» **Material for this task**:
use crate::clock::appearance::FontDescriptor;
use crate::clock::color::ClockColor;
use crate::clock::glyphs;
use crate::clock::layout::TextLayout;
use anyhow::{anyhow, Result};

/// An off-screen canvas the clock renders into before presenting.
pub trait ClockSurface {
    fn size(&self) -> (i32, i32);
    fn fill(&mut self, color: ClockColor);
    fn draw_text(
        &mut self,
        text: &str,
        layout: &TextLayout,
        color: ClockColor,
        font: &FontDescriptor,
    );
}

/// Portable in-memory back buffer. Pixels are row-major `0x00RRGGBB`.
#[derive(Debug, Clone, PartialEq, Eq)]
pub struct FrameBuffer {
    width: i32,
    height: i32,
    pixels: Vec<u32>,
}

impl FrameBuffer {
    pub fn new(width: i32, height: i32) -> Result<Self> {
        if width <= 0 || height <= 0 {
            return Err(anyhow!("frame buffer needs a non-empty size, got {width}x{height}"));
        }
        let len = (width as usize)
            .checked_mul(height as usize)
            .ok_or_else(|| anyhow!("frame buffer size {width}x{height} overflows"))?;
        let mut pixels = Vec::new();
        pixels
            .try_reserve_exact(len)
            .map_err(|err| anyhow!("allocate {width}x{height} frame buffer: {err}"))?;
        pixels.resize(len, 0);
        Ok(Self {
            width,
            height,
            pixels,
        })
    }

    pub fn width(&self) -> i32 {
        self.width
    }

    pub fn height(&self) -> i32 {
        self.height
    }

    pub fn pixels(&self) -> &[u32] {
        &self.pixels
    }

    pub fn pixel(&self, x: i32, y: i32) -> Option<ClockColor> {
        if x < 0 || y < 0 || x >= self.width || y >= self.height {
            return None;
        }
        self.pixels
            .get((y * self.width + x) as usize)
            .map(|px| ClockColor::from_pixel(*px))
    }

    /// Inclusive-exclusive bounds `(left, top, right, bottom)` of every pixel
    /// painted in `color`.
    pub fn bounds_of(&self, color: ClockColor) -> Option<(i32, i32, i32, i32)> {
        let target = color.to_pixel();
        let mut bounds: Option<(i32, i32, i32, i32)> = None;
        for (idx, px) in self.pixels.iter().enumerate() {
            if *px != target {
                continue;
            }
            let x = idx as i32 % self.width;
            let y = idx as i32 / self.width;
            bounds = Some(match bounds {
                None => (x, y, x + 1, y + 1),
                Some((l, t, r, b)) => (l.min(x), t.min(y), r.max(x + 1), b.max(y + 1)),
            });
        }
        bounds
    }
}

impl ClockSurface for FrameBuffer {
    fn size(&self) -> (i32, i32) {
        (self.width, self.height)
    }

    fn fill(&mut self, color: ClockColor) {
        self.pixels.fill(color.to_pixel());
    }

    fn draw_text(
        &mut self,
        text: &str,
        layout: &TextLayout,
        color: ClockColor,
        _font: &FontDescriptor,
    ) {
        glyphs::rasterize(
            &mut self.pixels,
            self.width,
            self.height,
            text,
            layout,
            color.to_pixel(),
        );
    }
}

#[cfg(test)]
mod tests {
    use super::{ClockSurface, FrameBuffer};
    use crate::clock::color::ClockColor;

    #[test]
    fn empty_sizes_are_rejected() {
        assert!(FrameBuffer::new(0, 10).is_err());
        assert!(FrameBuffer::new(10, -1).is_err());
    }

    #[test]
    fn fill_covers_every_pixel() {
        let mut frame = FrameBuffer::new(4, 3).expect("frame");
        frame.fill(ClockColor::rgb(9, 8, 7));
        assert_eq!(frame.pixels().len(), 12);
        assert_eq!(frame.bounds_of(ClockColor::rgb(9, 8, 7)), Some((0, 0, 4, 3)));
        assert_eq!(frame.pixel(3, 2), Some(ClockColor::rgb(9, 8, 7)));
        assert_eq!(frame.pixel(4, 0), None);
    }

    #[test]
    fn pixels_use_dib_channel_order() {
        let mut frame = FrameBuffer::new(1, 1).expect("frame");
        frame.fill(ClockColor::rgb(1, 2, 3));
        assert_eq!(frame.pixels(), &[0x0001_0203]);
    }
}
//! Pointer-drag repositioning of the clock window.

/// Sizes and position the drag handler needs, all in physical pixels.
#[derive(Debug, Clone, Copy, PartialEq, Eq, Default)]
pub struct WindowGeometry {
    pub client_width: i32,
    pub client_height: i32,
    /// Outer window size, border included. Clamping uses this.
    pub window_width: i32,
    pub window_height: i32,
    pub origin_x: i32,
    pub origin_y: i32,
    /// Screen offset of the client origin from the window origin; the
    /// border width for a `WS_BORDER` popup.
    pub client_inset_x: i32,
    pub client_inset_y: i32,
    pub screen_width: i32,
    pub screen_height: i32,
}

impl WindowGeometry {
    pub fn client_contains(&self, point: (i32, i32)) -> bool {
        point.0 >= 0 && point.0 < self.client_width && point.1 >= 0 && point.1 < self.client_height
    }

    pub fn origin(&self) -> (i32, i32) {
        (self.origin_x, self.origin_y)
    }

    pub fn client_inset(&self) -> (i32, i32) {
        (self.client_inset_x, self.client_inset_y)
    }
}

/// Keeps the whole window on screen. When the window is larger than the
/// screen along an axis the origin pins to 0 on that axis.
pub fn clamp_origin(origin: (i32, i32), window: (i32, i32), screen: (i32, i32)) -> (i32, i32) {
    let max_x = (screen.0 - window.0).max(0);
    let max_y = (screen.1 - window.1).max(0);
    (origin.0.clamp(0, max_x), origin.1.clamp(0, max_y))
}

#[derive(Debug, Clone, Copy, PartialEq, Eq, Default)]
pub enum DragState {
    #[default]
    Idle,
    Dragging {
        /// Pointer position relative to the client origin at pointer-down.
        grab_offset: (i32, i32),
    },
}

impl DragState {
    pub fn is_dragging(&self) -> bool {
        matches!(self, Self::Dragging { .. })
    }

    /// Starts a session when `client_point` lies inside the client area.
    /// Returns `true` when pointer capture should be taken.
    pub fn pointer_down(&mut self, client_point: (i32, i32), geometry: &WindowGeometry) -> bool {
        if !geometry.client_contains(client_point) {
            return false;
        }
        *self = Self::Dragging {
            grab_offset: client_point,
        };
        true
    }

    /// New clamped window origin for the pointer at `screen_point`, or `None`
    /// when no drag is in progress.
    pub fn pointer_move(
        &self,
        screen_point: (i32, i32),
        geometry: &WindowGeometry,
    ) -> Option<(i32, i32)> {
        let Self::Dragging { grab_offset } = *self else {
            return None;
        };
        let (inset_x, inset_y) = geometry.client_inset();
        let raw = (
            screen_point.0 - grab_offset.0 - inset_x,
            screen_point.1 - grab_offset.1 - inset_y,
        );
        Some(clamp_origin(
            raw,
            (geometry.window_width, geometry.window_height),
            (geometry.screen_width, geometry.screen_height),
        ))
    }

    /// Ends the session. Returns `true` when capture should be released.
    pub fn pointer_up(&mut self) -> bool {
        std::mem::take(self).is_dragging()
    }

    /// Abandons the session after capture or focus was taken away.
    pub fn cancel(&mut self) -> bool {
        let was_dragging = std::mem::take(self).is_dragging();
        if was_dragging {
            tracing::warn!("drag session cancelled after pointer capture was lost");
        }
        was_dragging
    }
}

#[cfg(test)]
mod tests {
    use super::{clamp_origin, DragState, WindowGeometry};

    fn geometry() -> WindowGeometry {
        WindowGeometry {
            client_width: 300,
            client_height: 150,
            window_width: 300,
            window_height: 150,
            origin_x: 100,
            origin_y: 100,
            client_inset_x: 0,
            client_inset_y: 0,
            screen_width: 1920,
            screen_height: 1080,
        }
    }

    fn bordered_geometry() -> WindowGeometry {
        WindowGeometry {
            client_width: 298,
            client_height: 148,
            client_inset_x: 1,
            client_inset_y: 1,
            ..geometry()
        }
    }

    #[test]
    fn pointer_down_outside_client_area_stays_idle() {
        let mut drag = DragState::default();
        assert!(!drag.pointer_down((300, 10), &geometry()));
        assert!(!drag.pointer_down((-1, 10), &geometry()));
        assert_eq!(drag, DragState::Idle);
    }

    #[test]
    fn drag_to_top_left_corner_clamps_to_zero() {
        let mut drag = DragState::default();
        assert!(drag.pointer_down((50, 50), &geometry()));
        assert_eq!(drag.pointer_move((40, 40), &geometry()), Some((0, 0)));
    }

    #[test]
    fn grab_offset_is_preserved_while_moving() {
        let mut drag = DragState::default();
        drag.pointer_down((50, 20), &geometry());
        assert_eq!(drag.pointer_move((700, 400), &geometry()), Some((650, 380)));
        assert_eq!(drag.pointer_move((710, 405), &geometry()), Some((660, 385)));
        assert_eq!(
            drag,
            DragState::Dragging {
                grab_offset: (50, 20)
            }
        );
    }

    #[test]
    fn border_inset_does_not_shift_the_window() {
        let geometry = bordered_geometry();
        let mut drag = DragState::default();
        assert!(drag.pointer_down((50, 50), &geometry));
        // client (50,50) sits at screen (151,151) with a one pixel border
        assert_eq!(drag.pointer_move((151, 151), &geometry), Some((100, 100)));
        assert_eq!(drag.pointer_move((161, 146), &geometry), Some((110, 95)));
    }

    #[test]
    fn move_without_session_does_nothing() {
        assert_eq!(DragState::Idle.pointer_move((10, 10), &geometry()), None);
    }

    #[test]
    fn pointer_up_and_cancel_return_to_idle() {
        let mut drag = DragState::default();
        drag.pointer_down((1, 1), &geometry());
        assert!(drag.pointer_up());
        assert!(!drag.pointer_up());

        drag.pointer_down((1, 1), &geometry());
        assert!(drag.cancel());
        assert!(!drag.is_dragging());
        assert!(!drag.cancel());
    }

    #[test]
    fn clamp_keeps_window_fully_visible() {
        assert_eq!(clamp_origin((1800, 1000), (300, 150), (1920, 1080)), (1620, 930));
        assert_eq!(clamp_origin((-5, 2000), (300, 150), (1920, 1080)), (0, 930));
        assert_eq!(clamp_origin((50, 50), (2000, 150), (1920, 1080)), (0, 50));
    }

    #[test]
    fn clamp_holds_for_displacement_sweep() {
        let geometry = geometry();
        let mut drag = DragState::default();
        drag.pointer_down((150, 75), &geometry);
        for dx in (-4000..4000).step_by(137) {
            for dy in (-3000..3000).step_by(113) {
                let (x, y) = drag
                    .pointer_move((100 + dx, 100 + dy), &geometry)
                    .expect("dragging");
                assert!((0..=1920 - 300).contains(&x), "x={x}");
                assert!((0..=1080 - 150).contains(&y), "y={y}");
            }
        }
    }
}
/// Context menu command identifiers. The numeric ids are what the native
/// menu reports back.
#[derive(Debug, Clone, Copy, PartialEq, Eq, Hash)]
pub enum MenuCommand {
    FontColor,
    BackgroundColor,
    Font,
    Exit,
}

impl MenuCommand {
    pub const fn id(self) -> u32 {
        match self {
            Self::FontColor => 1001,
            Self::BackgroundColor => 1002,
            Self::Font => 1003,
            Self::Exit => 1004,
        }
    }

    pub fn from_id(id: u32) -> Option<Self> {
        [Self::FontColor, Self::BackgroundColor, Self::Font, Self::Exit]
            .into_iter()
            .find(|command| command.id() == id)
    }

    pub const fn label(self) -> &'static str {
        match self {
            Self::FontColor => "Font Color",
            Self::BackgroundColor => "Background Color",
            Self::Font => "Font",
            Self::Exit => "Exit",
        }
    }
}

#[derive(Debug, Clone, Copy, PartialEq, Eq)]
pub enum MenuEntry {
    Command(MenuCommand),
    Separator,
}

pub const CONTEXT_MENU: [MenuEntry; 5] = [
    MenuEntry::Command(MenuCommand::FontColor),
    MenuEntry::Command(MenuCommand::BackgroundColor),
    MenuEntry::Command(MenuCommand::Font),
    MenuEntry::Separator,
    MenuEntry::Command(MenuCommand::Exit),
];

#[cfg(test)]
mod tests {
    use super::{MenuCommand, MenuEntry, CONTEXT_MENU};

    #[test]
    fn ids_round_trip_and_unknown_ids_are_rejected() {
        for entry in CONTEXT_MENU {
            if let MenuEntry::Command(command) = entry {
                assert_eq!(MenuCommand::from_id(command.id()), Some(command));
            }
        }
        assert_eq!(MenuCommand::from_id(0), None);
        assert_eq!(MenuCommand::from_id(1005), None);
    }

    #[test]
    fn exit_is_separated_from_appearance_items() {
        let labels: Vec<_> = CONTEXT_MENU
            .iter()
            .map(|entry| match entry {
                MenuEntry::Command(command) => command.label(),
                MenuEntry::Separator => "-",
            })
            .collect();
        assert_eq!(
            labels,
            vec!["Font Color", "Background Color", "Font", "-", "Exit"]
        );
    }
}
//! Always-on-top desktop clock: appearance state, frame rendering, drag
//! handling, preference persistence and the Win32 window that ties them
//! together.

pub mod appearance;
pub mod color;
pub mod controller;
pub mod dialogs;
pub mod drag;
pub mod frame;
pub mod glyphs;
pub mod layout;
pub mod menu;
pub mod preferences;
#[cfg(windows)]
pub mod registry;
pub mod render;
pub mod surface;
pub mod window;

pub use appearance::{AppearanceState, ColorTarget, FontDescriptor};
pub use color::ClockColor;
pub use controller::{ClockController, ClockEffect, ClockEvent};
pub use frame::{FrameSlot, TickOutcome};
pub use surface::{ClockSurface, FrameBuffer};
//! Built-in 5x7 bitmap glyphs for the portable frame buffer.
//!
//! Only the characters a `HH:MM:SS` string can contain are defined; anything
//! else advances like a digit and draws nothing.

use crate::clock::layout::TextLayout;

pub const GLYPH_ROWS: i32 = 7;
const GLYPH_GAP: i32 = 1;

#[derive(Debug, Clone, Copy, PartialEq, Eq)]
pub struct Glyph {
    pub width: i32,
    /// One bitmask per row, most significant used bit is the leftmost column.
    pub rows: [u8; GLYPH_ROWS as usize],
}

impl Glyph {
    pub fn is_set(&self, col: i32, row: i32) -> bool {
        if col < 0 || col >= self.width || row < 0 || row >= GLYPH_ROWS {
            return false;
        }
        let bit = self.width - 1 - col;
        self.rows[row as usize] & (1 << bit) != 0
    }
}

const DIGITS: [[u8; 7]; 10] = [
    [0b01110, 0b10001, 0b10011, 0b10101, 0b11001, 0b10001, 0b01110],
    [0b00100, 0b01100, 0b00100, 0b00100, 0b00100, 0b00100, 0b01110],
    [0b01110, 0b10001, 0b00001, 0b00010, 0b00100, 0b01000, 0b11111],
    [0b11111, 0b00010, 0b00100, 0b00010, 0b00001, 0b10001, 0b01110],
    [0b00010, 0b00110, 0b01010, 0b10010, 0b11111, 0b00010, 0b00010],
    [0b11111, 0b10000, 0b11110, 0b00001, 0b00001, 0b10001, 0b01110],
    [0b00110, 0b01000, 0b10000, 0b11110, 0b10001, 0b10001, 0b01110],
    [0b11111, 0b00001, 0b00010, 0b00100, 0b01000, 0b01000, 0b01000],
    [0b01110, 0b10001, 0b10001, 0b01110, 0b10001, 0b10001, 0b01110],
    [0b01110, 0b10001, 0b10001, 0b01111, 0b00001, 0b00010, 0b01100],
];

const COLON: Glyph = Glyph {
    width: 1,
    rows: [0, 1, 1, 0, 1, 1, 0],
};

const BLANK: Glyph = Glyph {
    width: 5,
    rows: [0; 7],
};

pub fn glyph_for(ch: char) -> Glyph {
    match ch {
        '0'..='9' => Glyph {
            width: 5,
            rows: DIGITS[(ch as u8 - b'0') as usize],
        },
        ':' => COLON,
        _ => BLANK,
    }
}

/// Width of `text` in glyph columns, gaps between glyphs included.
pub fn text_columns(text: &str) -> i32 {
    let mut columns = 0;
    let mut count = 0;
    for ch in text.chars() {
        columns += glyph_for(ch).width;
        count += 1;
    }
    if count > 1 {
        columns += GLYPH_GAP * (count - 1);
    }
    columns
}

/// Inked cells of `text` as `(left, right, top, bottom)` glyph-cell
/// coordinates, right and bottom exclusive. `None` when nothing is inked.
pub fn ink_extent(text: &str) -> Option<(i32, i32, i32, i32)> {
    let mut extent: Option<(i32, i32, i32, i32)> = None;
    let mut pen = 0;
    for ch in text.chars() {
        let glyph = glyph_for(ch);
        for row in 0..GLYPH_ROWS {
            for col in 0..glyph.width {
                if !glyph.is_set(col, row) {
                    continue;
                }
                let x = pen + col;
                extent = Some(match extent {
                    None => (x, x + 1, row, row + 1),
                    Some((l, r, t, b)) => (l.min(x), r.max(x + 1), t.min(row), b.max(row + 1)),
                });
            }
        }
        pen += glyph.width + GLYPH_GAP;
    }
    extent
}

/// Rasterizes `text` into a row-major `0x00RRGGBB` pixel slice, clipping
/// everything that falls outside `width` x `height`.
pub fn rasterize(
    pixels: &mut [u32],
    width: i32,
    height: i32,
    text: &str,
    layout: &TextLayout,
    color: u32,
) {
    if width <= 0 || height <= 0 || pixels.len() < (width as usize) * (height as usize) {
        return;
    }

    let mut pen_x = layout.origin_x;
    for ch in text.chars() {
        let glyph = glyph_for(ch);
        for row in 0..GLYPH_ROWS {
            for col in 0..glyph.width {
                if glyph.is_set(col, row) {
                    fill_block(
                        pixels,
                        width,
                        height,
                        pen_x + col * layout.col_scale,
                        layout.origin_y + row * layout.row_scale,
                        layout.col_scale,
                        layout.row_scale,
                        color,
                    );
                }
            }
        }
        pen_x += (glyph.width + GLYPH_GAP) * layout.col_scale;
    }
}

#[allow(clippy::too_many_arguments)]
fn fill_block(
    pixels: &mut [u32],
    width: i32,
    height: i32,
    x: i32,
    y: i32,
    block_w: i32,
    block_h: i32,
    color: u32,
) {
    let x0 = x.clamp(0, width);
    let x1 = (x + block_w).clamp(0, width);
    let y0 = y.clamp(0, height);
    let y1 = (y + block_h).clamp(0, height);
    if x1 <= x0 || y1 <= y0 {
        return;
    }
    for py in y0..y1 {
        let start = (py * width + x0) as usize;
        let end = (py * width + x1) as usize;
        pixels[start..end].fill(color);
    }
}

» **Assignment**:
Please show all lines from the entries that contain the word "Result".

» **Answer**:
use anyhow::{anyhow, Result};
    pub fn new(width: i32, height: i32) -> Result<Self> {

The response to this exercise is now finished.